EXERCISE DETAILS:
Among the lines below, take the one holding "self.prev = applied;", the one holding "let scaled: UFxp52_12", and all lines between them. Set them down exactly.

======== MATERIALS PROVIDED ========

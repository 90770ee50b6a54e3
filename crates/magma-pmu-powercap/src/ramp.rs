//! # Ramp-Rate Scaler
//!
//! Limits how far the primary domain's commanded frequency may move per
//! evaluation, as a configured fraction of the delta between the new raw
//! solver output and the previously applied output. Up and down moves are
//! scaled independently.
//!
//! The scale multiply runs in fixed point (UFxp4.12 factor against a
//! 32-bit kHz magnitude, into a UFxp52.12 intermediate). Unlike the model
//! paths, overflow of the final narrowing here is a hard failure: a delta
//! that cannot be scaled back into 32 bits means the configuration or the
//! telemetry is inconsistent, and silently producing a wrong ramp is worse
//! than failing the cycle.

use magma_pmu_core::error::{Error, Result};
use magma_pmu_core::fxp::{UFxp4_12, UFxp52_12};
use magma_pmu_core::types::KiloHertz;

use crate::config::RampConfig;

// =============================================================================
// RAMP SCALER
// =============================================================================

/// Ramp-rate limiter for the primary domain output
#[derive(Debug, Clone)]
pub struct RampScaler {
    factor_up: UFxp4_12,
    factor_down: UFxp4_12,
    /// Previously applied output; the disabled sentinel until the first
    /// applied cycle
    prev: KiloHertz,
}

impl RampScaler {
    /// Create a scaler from the policy's ramp configuration
    pub fn new(cfg: &RampConfig) -> Self {
        Self {
            factor_up: cfg.factor_up,
            factor_down: cfg.factor_down,
            prev: KiloHertz::INVALID,
        }
    }

    /// Previously applied output
    pub fn prev(&self) -> KiloHertz {
        self.prev
    }

    /// Record the output actually handed to the arbiter this cycle
    pub fn note_applied(&mut self, applied: KiloHertz) {
        self.prev = applied;
    }

    /// Reset the cached output to the disabled sentinel
    pub fn reset(&mut self) {
        self.prev = KiloHertz::INVALID;
    }

    /// Scale a new raw limit against the previously applied one
    ///
    /// Returns the ramp-limited frequency; the caller still requantizes it
    /// to a supported point and re-propagates. Skipped entirely (raw value
    /// passes through) when either side is the disabled sentinel.
    pub fn scale(&self, new: KiloHertz) -> Result<KiloHertz> {
        if self.prev.is_invalid() || new.is_invalid() {
            return Ok(new);
        }
        if new == self.prev {
            return Ok(new);
        }

        let (factor, delta) = if new > self.prev {
            (self.factor_up, new.as_khz() - self.prev.as_khz())
        } else {
            (self.factor_down, self.prev.as_khz() - new.as_khz())
        };

        let scaled: UFxp52_12 = factor.saturating_mul(UFxp52_12::from_int(u64::from(delta)));
        let step = scaled.to_u32_round_checked().ok_or_else(|| {
            log::error!(
                "ramp delta {} kHz x factor {:?} overflows 32 bits",
                delta,
                factor
            );
            Error::ArithmeticOverflow
        })?;

        if step >= delta {
            return Ok(new);
        }
        let khz = if new > self.prev {
            self.prev.as_khz() + step
        } else {
            self.prev.as_khz() - step
        };
        Ok(KiloHertz::new(khz))
    }
}

// =============================================================================
// TESTS
// =============================================================================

========

RESPONSE:
        self.prev = applied;
    }

    /// Reset the cached output to the disabled sentinel
    pub fn reset(&mut self) {
        self.prev = KiloHertz::INVALID;
    }

    /// Scale a new raw limit against the previously applied one
    ///
    /// Returns the ramp-limited frequency; the caller still requantizes it
    /// to a supported point and re-propagates. Skipped entirely (raw value
    /// passes through) when either side is the disabled sentinel.
    pub fn scale(&self, new: KiloHertz) -> Result<KiloHertz> {
        if self.prev.is_invalid() || new.is_invalid() {
            return Ok(new);
        }
        if new == self.prev {
            return Ok(new);
        }

        let (factor, delta) = if new > self.prev {
            (self.factor_up, new.as_khz() - self.prev.as_khz())
        } else {
            (self.factor_down, self.prev.as_khz() - new.as_khz())
        };

        let scaled: UFxp52_12 = factor.saturating_mul(UFxp52_12::from_int(u64::from(delta)));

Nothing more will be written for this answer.